**Problem details:** Reproduce only the stretch of entries below that begins at the first line and ends at the line holding "pub const SUBMIT_TEXT: &str".

**Data listing:**
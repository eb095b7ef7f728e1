use std::time::Duration;

/// Endpoint paths of the analysis service, relative to `ApiConfig::base_url`.
pub mod endpoints {
    pub const SUBMIT_FILE: &str = "/async/review-resume";
    pub const SUBMIT_TEXT: &str = "/async/review-resume-text";
    pub const JOB_STATUS: &str = "/async/job-status";
    pub const HEALTH: &str = "/health";

    pub fn job_status(job_id: &str) -> String {
        format!("{}/{}", JOB_STATUS, job_id)
    }
}

/// Polling behaviour for a single watched job.
///
/// These are the only knobs the poller recognizes:
/// - `poll_interval_ms`: time between consecutive status fetches
/// - `max_duration_ms`: hard ceiling on total watch time
/// - `max_retries`: consecutive transient failures tolerated before giving up
#[derive(Debug, Clone, PartialEq, Eq)]
pub struct PollConfig {
    pub poll_interval_ms: u64,
    pub max_duration_ms: u64,
    pub max_retries: u32,
}

impl Default for PollConfig {
    fn default() -> Self {
        Self {
            poll_interval_ms: 2_000,
            max_duration_ms: 300_000, // 5 minutes
            max_retries: 3,
        }
    }
}

impl PollConfig {
    pub fn with_interval_ms(mut self, ms: u64) -> Self {
        self.poll_interval_ms = ms;
        self
    }

    pub fn with_max_duration_ms(mut self, ms: u64) -> Self {
        self.max_duration_ms = ms;
        self
    }

    pub fn with_max_retries(mut self, retries: u32) -> Self {
        self.max_retries = retries;
        self
    }

    pub fn poll_interval(&self) -> Duration {
        Duration::from_millis(self.poll_interval_ms)
    }

    pub fn max_duration(&self) -> Duration {
        Duration::from_millis(self.max_duration_ms)
    }

    /// Reject settings that would make the poller spin or never fail.
    pub fn validate(&self) -> Result<(), String> {
        if self.poll_interval_ms == 0 {
            return Err("poll_interval_ms must be greater than zero".to_string());
        }
        if self.max_duration_ms == 0 {
            return Err("max_duration_ms must be greater than zero".to_string());
        }
        if self.max_retries == 0 {
            return Err("max_retries must be at least 1".to_string());
        }
        Ok(())
    }
}

/// Connection settings for the analysis service.
#[derive(Debug, Clone)]
pub struct ApiConfig {
    /// Base URL without a trailing slash (e.g. `http://localhost:8000`)
    pub base_url: String,
    /// Timeout for submission calls, which carry the resume upload.
    pub upload_timeout_ms: u64,
    /// Timeout for a single status fetch.
    pub fetch_timeout_ms: u64,
}

impl Default for ApiConfig {
    fn default() -> Self {
        Self {
            base_url: "http://localhost:8000".to_string(),
            upload_timeout_ms: 60_000,
            fetch_timeout_ms: 10_000,
        }
    }
}

impl ApiConfig {
    pub fn new(base_url: impl Into<String>) -> Self {
        Self {
            base_url: normalize_base_url(base_url.into()),
            ..Default::default()
        }
    }

    pub fn url(&self, path: &str) -> String {
        if path.starts_with('/') {
            format!("{}{}", self.base_url, path)
        } else {
            format!("{}/{}", self.base_url, path)
        }
    }

    /// True when the base URL points at this machine.
    pub fn is_local(&self) -> bool {
        self.base_url.contains("localhost") || self.base_url.contains("127.0.0.1")
    }
}

fn normalize_base_url(url: String) -> String {
    url.trim_end_matches('/').to_string()
}

/// Local checks applied to a resume file before it is uploaded.
#[derive(Debug, Clone)]
pub struct FileRules {
    /// Lowercase extensions without the leading dot.
    pub allowed_extensions: Vec<String>,
    pub max_size_bytes: usize,
}

impl Default for FileRules {
    fn default() -> Self {
        Self {
            allowed_extensions: ["pdf", "docx", "doc", "txt"]
                .iter()
                .map(|s| s.to_string())
                .collect(),
            max_size_bytes: 10 * 1024 * 1024,
        }
    }
}

impl FileRules {
    /// Check a file name and size against the rules.
    pub fn validate(&self, file_name: &str, size: usize) -> Result<(), String> {
        let extension = file_name
            .rsplit_once('.')
            .map(|(_, ext)| ext.to_lowercase())
            .unwrap_or_default();

        if !self.allowed_extensions.iter().any(|allowed| *allowed == extension) {
            let supported: Vec<String> = self
                .allowed_extensions
                .iter()
                .map(|ext| format!(".{}", ext))
                .collect();
            return Err(format!(
                "Unsupported file type: .{}. Supported types: {}",
                extension,
                supported.join(", ")
            ));
        }

        if size > self.max_size_bytes {
            return Err(format!(
                "File size too large. Maximum size: {}MB",
                self.max_size_bytes / 1024 / 1024
            ));
        }

        Ok(())
    }
}

/// Everything a client needs: where the service lives, how to poll, what to upload.
#[derive(Debug, Clone, Default)]
pub struct ClientConfig {
    pub api: ApiConfig,
    pub polling: PollConfig,
    pub files: FileRules,
}

impl ClientConfig {
    pub fn new(base_url: impl Into<String>) -> Self {
        Self {
            api: ApiConfig::new(base_url),
            ..Default::default()
        }
    }

    pub fn with_polling(mut self, polling: PollConfig) -> Self {
        self.polling = polling;
        self
    }
}

#[cfg(test)]
mod tests {
    use super::*;

    #[test]
    fn poll_config_default() {
        let cfg = PollConfig::default();
        assert_eq!(cfg.poll_interval_ms, 2_000);
        assert_eq!(cfg.max_duration_ms, 300_000);
        assert_eq!(cfg.max_retries, 3);
        assert_eq!(cfg.poll_interval(), Duration::from_secs(2));
        assert!(cfg.validate().is_ok());
    }

    #[test]
    fn poll_config_builders() {
        let cfg = PollConfig::default()
            .with_interval_ms(500)
            .with_max_duration_ms(5_000)
            .with_max_retries(5);
        assert_eq!(cfg.poll_interval_ms, 500);
        assert_eq!(cfg.max_duration(), Duration::from_secs(5));
        assert_eq!(cfg.max_retries, 5);
    }

    #[test]
    fn poll_config_rejects_zero_values() {
        assert!(PollConfig::default().with_interval_ms(0).validate().is_err());
        assert!(PollConfig::default()
            .with_max_duration_ms(0)
            .validate()
            .is_err());
        assert!(PollConfig::default().with_max_retries(0).validate().is_err());
    }

    #[test]
    fn api_config_default() {
        let cfg = ApiConfig::default();
        assert_eq!(cfg.base_url, "http://localhost:8000");
        assert_eq!(cfg.upload_timeout_ms, 60_000);
        assert_eq!(cfg.fetch_timeout_ms, 10_000);
        assert!(cfg.is_local());
    }

    #[test]
    fn api_config_strips_trailing_slash() {
        let cfg = ApiConfig::new("https://api.example.com/");
        assert_eq!(cfg.base_url, "https://api.example.com");
        assert_eq!(
            cfg.url(endpoints::SUBMIT_FILE),
            "https://api.example.com/async/review-resume"
        );
        assert_eq!(cfg.url("health"), "https://api.example.com/health");
        assert!(!cfg.is_local());
    }

    #[test]
    fn job_status_path() {
        assert_eq!(endpoints::job_status("abc123"), "/async/job-status/abc123");
    }

    #[test]
    fn file_rules_accept_supported_types() {
        let rules = FileRules::default();
        assert!(rules.validate("resume.pdf", 1024).is_ok());
        assert!(rules.validate("Resume.DOCX", 1024).is_ok());
        assert!(rules.validate("notes.txt", 0).is_ok());
    }

    #[test]
    fn file_rules_reject_unsupported_type() {
        let err = FileRules::default().validate("photo.png", 10).unwrap_err();
        assert!(err.starts_with("Unsupported file type: .png"));
        assert!(err.contains(".pdf, .docx, .doc, .txt"));
    }

    #[test]
    fn file_rules_reject_missing_extension() {
        assert!(FileRules::default().validate("resume", 10).is_err());
    }

    #[test]
    fn file_rules_reject_oversize() {
        let rules = FileRules::default();
        let err = rules
            .validate("resume.pdf", rules.max_size_bytes + 1)
            .unwrap_err();
        assert_eq!(err, "File size too large. Maximum size: 10MB");
        assert!(rules.validate("resume.pdf", rules.max_size_bytes).is_ok());
    }

    #[test]
    fn client_config_new() {
        let cfg = ClientConfig::new("http://10.0.0.1:9000")
            .with_polling(PollConfig::default().with_max_retries(7));
        assert_eq!(cfg.api.base_url, "http://10.0.0.1:9000");
        assert_eq!(cfg.polling.max_retries, 7);
        assert_eq!(cfg.files.allowed_extensions.len(), 4);
    }
}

**Answer to this task:**
repository eb095b7ef7f728e1
use std::time::Duration;

/// Endpoint paths of the analysis service, relative to `ApiConfig::base_url`.
pub mod endpoints {
    pub const SUBMIT_FILE: &str = "/async/review-resume";
    pub const SUBMIT_TEXT: &str = "/async/review-resume-text";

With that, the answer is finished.